Expert Car Check is only as honest as the registers it pulls from. Below is every source we use, what it covers, what it doesn’t, and how fresh the data typically is. We hedge where coverage is partial — no source covers every vehicle in the UK fleet.
DVLA — Driver and Vehicle Licensing Agency
Vehicle identity (make, model, derivative, colour, fuel, CO₂, year of manufacture), current tax status, current MOT status, plate transfer history. Sourced direct from the DVLA Vehicle Enquiry Service. Updated in near real time.
DVSA — Driver and Vehicle Standards Agency
Full MOT history including test date, mileage at test, pass/fail, advisories and failure items by category. Coverage from 2005 onward. Updated within 24 hours of a test being recorded.
MIAFTR — Motor Insurance Anti-Fraud and Theft Register
Insurance write-off categories (A, B, S, N and the legacy C, D), date of loss and the reporting insurer where disclosed. Covers vehicles written off by an insurer that contributes to MIAFTR — the majority of the UK insurance market, but not 100% of salvage. Typically updated within seven days of an insurer notifying.
Experian Vehicles
Outstanding finance agreements registered against a vehicle, including the lender, agreement type and date registered. Coverage depends on the lender reporting to Experian’s vehicle database; most major UK motor-finance providers do.

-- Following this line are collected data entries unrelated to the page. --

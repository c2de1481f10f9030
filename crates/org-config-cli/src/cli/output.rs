//! Output formatting for validation results
//!
//! Renders a [`ValidationResult`] as a colored human-readable report, JSON or
//! YAML. Structured formats carry the full violation records, including the
//! stable rule codes.

use clap::ValueEnum;
use colored::Colorize;
use serde::{Deserialize, Serialize};
use std::io::Write;

use org_config_core::{ValidationResult, Violation};

use crate::error::CliError;

/// Output format options for CLI results
#[derive(Copy, Clone, PartialEq, Eq, PartialOrd, Ord, ValueEnum, Debug, Default)]
pub enum OutputFormat {
    /// Human-readable report with colors
    #[default]
    Table,
    /// JSON format for machine processing
    Json,
    /// YAML format
    Yaml,
}

/// Validation report for rendering
#[derive(Debug, Clone, Serialize, Deserialize)]
pub struct ValidationOutput {
    /// No errors were found
    pub valid: bool,
    /// Whether strict mode was in effect
    pub strict: bool,
    /// Final verdict after strict-mode escalation
    pub passed: bool,
    /// Number of errors found
    pub error_count: usize,
    /// Number of warnings found
    pub warning_count: usize,
    /// Summary message
    pub summary: String,
    /// Errors in the order they were found
    pub errors: Vec<Violation>,
    /// Warnings in the order they were found
    pub warnings: Vec<Violation>,
}

impl ValidationOutput {
    /// Create output from a validation result
    pub fn from_result(result: &ValidationResult, strict: bool) -> Self {
        let error_count = result.errors.len();
        let warning_count = result.warnings.len();
        let valid = result.is_valid();
        let passed = result.passes(strict);

        let summary = if !valid {
            format!(
                "Configuration has {} error(s) and {} warning(s)",
                error_count, warning_count
            )
        } else if !passed {
            "Validation failed due to warnings (strict mode)".to_string()
        } else if warning_count > 0 {
            format!("Configuration is valid with {} warning(s)", warning_count)
        } else {
            "Configuration is valid".to_string()
        };

        Self {
            valid,
            strict,
            passed,
            error_count,
            warning_count,
            summary,
            errors: result.errors.clone(),
            warnings: result.warnings.clone(),
        }
    }

    /// Render output in the specified format
    pub fn render<W: Write>(&self, format: OutputFormat, out: &mut W) -> Result<(), CliError> {
        match format {
            OutputFormat::Json => {
                writeln!(out, "{}", serde_json::to_string_pretty(self)?)?;
            }
            OutputFormat::Yaml => {
                write!(out, "{}", serde_yaml::to_string(self)?)?;
            }
            OutputFormat::Table => self.render_table(out)?,
        }
        out.flush()?;
        Ok(())
    }

    /// Render as a human-readable report
    fn render_table<W: Write>(&self, out: &mut W) -> Result<(), CliError> {
        if !self.errors.is_empty() {
            writeln!(out, "{} {}", "x".red(), "Configuration validation failed!".red().bold())?;
            writeln!(out)?;
            writeln!(out, "{}", "Errors:".red().bold())?;
            for error in &self.errors {
                render_violation(out, error, "x".red().to_string())?;
            }
        }

        if !self.warnings.is_empty() {
            writeln!(out)?;
            writeln!(out, "{}", "Warnings:".yellow().bold())?;
            for warning in &self.warnings {
                render_violation(out, warning, "!".yellow().to_string())?;
            }
        }

        if self.valid {
            if !self.warnings.is_empty() {
                writeln!(out)?;
                writeln!(out, "{} {}", "+".green(), "Configuration is valid (with warnings)".green())?;
            } else {
                writeln!(out, "{} {}", "+".green(), "Configuration is valid!".green().bold())?;
            }

            if !self.passed {
                writeln!(
                    out,
                    "{} {}",
                    "x".red(),
                    "Validation failed due to warnings (strict mode)".red().bold()
                )?;
            }
        }

        Ok(())
    }
}

/// Render a single violation as a bullet with its code and path
fn render_violation<W: Write>(out: &mut W, violation: &Violation, icon: String) -> Result<(), CliError> {
    writeln!(
        out,
        "  {} {} {}",
        icon,
        violation.message,
        format!("[{} at {}]", violation.code, violation.path).dimmed()
    )?;
    if let Some(suggestion) = &violation.suggestion {
        writeln!(out, "    {} {}", "Fix:".dimmed(), suggestion.green())?;
    }
    Ok(())
}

Police National Computer (PNC)
Stolen-vehicle status as recorded by UK police forces. The flag tells you the vehicle is currently of interest — we don’t publish the originating force or case reference.
Industry valuation guides
Current trade, retail and private valuations are blended from industry valuation guides and live market scrapes. Mileage, condition and regional demand are factored in. Use valuations as a guide, not a price guarantee.
What we don’t do
- We don’t pull the V5C log book record — that’s held by DVLA and requires keeper consent.
- We don’t pull individual service records from dealer DMS systems unless the owner uploads them.
- We don’t guess. If a register doesn’t hold a record, we say so on the report — we don’t invent “no issues found” copy to fill the gap.